- _YOUR INSTRUCTIONS_
Return exactly the lines of the records below, starting at the line that contains "pub fn parse_config(content: &str)" and ending at the line that contains "fn validate(config: &Config)", with both of those lines kept.

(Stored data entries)
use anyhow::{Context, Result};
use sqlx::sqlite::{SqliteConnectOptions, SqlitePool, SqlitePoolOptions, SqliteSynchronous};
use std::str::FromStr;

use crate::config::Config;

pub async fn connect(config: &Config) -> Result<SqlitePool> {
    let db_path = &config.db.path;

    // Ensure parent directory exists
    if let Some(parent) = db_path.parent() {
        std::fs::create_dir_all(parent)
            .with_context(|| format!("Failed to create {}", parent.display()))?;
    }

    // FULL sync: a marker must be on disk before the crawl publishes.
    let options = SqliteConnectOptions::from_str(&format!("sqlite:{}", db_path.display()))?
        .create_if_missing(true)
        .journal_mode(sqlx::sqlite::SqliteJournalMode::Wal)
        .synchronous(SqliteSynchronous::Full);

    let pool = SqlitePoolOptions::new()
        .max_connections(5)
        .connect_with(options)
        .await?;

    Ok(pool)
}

...

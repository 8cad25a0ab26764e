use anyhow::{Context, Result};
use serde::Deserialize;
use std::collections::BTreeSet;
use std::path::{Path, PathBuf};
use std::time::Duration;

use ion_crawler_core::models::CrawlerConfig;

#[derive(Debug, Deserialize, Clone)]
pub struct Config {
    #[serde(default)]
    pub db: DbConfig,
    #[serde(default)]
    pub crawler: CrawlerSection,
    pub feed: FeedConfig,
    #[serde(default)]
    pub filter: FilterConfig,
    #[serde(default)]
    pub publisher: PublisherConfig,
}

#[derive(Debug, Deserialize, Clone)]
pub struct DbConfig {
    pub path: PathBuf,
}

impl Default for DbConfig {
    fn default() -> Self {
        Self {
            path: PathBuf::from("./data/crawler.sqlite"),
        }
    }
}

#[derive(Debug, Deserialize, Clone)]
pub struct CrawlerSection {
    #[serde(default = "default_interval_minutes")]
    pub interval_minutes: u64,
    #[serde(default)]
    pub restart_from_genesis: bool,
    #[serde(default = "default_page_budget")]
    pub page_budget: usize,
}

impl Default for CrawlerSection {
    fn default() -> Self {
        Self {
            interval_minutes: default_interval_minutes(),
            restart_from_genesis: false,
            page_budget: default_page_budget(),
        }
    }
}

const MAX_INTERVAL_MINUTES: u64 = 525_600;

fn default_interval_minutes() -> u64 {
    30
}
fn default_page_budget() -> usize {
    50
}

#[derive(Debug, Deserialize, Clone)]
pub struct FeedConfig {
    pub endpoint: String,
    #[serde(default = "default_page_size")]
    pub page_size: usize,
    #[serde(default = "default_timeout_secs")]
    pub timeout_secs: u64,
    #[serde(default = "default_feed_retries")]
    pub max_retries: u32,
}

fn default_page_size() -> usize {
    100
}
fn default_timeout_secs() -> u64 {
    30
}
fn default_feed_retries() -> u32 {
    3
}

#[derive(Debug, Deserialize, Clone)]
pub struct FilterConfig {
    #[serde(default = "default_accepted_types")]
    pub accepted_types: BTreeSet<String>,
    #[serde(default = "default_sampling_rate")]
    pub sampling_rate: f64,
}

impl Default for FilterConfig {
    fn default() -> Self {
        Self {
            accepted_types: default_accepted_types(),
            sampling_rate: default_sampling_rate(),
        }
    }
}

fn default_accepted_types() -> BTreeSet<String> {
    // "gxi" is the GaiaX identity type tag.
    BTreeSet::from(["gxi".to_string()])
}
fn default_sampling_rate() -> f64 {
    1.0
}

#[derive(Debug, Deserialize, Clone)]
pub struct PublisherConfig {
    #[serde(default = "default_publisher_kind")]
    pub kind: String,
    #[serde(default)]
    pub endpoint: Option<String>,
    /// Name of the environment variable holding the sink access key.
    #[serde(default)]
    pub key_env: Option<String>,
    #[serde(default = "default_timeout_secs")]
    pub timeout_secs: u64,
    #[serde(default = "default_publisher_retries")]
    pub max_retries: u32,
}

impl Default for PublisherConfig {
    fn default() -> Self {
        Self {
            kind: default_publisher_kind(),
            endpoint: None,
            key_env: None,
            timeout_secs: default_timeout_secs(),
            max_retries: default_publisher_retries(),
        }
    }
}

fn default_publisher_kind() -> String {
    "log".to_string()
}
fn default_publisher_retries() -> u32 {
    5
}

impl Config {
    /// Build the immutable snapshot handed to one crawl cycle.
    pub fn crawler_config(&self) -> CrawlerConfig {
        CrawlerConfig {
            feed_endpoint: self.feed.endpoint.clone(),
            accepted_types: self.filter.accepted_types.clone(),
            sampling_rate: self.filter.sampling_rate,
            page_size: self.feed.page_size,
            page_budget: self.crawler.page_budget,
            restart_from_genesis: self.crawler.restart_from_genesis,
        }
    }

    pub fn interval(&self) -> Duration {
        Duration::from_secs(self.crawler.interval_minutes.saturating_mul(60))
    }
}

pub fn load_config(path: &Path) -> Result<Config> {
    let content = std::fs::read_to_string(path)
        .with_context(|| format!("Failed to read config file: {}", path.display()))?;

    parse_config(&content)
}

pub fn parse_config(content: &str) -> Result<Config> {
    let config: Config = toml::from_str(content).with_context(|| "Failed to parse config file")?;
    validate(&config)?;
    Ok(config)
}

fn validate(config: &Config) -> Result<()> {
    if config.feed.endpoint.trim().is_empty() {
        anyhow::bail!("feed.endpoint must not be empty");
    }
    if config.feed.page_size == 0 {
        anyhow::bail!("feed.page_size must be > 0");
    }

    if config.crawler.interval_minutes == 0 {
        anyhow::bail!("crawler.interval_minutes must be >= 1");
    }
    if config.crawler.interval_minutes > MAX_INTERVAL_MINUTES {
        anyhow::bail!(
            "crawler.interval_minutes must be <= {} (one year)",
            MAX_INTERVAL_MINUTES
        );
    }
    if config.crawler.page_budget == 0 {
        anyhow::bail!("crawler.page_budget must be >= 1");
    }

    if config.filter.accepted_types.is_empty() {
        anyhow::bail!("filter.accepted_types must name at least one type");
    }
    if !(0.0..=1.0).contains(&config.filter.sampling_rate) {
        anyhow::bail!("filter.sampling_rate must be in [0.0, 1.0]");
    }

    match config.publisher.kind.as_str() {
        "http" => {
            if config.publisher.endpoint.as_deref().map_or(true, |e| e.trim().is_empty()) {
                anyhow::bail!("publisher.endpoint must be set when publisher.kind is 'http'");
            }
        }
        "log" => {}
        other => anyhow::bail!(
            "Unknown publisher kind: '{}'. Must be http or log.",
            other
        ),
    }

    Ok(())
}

- _ANSWER SECTION_
pub fn parse_config(content: &str) -> Result<Config> {
    let config: Config = toml::from_str(content).with_context(|| "Failed to parse config file")?;
    validate(&config)?;
    Ok(config)
}

fn validate(config: &Config) -> Result<()> {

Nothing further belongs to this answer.